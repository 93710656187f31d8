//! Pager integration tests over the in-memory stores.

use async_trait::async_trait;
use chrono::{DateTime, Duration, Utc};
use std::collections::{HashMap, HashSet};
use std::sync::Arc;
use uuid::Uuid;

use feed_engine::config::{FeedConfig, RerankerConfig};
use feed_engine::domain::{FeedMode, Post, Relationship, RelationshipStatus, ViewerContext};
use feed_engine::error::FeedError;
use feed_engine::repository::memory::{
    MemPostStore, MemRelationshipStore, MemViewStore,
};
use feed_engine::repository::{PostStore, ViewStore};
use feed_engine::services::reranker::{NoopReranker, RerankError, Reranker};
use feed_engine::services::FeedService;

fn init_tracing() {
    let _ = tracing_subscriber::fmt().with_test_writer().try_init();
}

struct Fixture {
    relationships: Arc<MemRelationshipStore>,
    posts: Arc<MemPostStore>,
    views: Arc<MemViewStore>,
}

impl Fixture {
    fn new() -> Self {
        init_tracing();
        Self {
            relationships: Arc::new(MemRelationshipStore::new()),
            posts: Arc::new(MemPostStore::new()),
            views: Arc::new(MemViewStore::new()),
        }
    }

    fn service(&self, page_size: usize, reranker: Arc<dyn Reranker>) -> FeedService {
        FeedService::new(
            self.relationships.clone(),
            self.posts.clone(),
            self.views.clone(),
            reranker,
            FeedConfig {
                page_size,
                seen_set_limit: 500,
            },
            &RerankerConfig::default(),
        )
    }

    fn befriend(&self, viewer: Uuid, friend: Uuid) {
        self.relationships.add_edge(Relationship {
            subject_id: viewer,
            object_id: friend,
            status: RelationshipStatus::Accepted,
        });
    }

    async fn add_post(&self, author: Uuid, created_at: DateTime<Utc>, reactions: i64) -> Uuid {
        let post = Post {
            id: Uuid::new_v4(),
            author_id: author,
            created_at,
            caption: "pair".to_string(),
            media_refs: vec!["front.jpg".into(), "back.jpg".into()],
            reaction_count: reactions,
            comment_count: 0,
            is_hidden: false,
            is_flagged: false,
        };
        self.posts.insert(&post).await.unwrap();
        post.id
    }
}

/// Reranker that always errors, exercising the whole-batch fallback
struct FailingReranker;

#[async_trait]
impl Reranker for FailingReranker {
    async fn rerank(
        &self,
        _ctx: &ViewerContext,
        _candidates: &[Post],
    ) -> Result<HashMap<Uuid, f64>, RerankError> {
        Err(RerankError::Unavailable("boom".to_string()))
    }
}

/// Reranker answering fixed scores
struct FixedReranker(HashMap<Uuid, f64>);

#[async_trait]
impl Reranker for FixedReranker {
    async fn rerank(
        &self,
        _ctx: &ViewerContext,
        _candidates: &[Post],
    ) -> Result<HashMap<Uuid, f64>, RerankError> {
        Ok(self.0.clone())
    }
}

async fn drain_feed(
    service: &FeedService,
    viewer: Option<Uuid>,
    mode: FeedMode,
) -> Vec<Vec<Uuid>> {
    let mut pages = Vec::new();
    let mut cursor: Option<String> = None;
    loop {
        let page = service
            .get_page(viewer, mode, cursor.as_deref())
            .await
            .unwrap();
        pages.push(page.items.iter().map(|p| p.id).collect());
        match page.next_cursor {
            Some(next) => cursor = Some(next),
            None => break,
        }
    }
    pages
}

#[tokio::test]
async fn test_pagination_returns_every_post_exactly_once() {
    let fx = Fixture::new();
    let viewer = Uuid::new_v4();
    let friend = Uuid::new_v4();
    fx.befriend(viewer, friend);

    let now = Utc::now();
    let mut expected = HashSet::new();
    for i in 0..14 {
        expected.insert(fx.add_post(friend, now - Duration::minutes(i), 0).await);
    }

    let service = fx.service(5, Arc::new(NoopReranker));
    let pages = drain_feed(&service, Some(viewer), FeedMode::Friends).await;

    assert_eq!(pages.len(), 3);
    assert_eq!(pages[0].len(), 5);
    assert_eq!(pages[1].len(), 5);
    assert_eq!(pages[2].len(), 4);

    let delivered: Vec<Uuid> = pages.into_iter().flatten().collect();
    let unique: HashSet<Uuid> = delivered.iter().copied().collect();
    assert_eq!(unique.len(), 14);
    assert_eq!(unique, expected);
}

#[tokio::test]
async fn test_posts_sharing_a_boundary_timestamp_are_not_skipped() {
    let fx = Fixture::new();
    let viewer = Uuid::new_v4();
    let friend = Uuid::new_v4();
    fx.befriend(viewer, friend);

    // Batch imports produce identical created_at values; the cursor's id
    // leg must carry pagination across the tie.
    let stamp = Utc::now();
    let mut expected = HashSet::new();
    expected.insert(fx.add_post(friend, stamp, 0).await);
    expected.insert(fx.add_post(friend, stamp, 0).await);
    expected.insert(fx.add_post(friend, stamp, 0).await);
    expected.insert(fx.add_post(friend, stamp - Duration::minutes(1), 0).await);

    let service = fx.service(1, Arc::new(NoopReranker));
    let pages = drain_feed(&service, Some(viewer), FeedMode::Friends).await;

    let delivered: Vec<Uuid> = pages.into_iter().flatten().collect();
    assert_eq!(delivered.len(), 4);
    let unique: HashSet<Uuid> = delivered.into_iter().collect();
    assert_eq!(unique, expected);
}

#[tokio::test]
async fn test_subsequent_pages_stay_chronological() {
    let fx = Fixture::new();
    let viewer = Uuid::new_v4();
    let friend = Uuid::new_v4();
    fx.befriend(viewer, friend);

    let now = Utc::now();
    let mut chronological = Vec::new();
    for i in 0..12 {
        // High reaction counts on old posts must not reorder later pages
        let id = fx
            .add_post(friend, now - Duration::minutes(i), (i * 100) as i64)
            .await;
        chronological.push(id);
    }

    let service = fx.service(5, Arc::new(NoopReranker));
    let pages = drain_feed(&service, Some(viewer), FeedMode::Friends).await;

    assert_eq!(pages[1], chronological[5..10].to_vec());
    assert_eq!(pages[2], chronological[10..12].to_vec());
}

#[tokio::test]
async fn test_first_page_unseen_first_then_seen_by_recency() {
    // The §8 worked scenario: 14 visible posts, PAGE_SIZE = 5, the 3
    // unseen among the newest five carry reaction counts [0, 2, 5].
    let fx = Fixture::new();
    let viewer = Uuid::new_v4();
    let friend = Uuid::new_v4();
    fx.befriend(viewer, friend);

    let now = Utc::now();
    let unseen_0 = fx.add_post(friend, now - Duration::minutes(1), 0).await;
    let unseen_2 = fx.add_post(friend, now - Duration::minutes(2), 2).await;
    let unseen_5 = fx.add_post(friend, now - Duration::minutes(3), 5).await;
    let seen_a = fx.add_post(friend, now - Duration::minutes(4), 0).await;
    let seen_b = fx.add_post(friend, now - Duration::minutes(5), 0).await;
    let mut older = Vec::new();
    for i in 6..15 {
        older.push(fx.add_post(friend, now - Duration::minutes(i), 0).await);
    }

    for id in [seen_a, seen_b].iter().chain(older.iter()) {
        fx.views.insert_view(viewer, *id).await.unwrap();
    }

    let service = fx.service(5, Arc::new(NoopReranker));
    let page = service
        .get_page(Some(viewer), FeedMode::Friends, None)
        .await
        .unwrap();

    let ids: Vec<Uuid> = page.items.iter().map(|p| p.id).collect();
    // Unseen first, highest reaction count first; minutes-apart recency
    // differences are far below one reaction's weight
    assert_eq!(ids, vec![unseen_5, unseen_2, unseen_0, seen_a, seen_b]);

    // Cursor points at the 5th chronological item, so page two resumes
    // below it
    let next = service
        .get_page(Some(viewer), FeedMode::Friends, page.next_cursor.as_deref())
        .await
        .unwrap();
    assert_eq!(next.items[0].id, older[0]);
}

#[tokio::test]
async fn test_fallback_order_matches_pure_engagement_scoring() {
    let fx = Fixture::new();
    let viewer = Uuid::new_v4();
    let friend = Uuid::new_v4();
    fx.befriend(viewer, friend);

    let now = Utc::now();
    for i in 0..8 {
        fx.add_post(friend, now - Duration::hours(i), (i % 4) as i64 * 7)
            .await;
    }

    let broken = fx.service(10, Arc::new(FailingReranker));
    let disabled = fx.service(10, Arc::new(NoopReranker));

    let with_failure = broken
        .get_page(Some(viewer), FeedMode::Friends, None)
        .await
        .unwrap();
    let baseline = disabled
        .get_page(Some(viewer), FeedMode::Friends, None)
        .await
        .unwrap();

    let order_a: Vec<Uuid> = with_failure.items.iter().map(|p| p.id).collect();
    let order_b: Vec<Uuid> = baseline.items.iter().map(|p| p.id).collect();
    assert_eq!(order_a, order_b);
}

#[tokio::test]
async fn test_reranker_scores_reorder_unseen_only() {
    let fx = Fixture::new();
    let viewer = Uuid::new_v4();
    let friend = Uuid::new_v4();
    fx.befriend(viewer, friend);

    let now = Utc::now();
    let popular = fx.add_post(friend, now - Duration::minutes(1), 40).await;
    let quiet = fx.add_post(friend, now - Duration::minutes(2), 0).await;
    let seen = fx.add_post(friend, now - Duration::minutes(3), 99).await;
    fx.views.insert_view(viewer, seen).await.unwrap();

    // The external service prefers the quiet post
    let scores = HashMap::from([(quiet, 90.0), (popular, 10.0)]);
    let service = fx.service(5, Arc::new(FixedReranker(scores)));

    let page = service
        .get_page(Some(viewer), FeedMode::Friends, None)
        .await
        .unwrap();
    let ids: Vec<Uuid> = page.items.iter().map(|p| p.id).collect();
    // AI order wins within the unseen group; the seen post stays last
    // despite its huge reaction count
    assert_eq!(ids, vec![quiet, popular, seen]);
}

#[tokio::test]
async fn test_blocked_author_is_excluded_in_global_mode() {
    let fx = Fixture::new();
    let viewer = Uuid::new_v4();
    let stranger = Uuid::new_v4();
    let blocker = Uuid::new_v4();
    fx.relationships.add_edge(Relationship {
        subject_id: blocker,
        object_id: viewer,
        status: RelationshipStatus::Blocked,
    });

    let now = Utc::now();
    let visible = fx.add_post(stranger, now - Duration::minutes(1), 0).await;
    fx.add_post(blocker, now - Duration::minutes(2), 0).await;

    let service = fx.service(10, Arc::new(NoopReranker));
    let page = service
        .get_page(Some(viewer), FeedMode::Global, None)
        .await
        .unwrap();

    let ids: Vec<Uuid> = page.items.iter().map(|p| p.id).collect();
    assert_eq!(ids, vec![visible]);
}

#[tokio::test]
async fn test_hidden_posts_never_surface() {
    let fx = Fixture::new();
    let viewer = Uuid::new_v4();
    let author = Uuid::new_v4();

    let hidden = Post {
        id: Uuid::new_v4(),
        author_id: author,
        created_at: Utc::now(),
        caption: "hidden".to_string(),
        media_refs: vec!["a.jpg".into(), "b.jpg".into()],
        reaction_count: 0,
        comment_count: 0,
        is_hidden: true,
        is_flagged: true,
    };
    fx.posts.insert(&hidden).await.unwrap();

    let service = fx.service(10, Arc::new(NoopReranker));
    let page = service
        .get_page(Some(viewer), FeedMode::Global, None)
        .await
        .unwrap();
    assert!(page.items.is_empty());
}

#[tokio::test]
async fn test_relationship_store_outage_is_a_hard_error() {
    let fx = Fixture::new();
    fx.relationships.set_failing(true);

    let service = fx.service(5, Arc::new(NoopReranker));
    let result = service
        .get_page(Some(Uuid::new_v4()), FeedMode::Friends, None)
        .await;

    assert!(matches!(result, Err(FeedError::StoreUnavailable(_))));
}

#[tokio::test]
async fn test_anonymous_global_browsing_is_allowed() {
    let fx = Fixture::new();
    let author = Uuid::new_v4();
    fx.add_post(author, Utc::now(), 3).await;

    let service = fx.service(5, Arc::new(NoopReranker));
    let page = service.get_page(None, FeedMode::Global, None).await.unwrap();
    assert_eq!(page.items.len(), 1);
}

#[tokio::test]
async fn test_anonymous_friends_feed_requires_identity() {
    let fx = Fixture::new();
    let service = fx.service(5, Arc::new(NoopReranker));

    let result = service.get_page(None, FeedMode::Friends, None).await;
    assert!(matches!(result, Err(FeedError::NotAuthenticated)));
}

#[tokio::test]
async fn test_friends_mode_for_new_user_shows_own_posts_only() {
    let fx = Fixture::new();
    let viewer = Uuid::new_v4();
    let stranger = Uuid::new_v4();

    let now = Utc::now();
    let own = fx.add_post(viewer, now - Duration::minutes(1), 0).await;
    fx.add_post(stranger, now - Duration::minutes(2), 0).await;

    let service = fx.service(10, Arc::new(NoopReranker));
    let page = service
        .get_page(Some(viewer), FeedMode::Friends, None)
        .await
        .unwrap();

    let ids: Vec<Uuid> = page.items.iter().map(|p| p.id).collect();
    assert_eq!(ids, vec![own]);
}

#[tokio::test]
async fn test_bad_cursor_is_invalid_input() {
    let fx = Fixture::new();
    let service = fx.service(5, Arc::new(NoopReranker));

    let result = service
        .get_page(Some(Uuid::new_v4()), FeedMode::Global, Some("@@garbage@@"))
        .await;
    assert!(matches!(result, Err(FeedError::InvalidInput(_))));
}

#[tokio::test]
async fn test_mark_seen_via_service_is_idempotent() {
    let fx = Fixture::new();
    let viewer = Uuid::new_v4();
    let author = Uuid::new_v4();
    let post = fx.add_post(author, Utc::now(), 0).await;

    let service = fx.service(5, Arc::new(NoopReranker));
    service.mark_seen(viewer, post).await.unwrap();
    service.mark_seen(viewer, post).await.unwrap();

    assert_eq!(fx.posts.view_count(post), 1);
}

--

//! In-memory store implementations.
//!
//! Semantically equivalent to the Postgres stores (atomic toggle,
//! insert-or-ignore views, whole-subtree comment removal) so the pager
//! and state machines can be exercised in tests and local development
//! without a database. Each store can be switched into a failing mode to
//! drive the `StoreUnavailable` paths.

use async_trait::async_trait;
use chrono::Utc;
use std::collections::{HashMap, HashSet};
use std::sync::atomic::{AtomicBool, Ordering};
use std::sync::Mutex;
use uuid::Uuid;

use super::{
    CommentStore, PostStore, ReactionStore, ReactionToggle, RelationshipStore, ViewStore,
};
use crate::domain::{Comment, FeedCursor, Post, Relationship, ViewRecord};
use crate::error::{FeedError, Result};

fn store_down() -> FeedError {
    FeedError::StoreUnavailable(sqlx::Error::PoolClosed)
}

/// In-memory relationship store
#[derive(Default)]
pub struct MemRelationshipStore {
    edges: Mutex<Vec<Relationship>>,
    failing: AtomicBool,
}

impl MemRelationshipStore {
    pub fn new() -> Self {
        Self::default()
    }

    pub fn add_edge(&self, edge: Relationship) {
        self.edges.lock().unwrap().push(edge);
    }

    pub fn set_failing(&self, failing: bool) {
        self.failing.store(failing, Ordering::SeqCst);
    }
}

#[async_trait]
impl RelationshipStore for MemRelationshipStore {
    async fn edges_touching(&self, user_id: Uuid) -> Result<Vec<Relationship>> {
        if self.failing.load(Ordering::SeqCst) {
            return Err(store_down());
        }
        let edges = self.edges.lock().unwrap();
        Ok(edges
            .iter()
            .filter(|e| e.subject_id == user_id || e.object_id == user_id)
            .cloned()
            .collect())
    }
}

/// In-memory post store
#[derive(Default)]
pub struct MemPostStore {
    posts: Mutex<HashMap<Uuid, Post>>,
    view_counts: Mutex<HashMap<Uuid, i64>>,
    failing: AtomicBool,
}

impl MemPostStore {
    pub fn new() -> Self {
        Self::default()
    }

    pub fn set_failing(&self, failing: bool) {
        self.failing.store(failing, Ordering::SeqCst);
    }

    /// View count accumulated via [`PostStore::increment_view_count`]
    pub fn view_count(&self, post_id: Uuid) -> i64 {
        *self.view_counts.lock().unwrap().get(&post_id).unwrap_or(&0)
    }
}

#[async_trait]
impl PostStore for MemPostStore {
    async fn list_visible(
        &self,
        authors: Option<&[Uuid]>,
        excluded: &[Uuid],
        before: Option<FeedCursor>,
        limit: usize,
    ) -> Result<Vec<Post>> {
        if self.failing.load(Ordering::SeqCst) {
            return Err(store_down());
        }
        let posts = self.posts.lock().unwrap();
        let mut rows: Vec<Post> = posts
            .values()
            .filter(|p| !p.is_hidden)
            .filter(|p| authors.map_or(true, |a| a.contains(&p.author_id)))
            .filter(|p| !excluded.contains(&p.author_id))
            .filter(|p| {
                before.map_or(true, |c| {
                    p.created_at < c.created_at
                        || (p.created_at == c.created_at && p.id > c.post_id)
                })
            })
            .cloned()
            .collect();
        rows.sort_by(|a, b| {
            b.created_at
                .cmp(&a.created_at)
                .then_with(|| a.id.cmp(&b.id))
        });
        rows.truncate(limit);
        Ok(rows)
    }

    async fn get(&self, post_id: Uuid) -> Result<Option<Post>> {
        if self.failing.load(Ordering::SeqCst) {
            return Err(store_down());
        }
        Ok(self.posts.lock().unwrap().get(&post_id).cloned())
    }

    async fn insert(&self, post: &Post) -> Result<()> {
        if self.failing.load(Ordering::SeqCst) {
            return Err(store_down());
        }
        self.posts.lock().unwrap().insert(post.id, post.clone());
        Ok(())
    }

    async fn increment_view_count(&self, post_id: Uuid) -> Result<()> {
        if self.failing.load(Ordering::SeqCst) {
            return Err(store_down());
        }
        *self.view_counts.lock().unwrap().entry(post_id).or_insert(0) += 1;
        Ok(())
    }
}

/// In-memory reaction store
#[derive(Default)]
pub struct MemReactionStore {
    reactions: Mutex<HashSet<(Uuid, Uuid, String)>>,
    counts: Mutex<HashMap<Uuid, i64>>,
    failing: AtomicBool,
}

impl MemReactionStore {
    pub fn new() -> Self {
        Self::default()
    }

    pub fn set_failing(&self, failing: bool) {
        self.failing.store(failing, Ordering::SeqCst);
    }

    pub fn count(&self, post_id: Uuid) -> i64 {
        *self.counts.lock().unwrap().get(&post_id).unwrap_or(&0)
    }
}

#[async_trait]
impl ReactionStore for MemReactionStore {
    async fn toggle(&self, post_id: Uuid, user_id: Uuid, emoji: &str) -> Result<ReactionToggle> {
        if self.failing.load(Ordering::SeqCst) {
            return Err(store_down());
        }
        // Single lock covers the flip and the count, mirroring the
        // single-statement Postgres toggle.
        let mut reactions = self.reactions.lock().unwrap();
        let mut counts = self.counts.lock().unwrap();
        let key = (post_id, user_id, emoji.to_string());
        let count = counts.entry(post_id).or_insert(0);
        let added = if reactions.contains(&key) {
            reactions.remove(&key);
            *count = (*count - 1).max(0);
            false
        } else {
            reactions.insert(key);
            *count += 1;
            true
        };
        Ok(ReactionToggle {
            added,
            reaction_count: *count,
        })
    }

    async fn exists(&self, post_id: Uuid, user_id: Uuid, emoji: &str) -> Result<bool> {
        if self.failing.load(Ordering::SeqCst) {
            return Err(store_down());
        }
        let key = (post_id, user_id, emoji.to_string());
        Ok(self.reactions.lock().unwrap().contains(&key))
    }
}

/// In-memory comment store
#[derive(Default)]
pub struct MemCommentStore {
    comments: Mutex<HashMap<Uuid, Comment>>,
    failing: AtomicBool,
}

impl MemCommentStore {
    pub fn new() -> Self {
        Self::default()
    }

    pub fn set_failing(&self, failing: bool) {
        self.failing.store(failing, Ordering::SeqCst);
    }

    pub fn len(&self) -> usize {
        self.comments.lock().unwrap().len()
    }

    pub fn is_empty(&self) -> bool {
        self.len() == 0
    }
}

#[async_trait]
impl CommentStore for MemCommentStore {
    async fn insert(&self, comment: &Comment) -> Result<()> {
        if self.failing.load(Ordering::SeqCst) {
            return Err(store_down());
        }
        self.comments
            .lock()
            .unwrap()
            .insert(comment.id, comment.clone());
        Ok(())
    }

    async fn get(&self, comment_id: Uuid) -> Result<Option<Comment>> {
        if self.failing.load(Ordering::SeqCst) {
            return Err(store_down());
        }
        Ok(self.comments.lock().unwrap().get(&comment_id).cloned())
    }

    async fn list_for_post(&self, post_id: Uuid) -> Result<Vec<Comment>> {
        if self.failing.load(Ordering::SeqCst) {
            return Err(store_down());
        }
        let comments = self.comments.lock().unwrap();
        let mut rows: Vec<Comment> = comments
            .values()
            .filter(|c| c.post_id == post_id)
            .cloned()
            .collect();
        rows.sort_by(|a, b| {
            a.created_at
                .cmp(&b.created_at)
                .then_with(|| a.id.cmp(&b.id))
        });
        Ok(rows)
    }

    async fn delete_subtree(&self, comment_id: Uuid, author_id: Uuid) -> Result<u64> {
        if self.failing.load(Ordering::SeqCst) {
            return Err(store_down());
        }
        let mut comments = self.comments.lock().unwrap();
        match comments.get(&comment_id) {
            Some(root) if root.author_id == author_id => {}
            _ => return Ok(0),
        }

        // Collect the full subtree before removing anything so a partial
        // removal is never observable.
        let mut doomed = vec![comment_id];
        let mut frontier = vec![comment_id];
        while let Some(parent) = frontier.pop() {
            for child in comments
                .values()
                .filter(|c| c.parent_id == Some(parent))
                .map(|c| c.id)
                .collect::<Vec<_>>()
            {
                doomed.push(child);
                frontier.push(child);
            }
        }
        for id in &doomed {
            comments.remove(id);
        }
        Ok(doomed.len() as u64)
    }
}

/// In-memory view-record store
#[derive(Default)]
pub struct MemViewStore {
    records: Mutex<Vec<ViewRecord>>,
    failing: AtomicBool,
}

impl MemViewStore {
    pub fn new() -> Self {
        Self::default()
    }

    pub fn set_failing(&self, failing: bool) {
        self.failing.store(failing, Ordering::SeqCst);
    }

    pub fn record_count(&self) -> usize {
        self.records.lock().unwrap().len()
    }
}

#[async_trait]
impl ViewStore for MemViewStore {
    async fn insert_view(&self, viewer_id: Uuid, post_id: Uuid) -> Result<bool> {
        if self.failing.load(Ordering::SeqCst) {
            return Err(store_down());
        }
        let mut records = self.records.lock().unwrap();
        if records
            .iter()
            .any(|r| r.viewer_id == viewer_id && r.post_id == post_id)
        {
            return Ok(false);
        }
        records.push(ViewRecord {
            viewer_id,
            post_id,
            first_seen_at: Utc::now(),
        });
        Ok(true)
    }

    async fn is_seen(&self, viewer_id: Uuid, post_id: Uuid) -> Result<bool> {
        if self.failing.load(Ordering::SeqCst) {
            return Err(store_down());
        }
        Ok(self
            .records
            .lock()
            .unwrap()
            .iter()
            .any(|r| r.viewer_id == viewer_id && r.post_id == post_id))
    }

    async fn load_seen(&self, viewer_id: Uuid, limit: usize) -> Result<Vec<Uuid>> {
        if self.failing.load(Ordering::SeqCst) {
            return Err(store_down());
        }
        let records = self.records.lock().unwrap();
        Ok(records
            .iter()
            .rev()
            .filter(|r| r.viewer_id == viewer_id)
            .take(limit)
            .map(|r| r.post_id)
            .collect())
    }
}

--

- WHAT IS BEING ASKED: Search the records for the word "MemReactionStore". Copy each line where it appears.

- RESPONSE:
pub struct MemReactionStore {
impl MemReactionStore {
impl ReactionStore for MemReactionStore {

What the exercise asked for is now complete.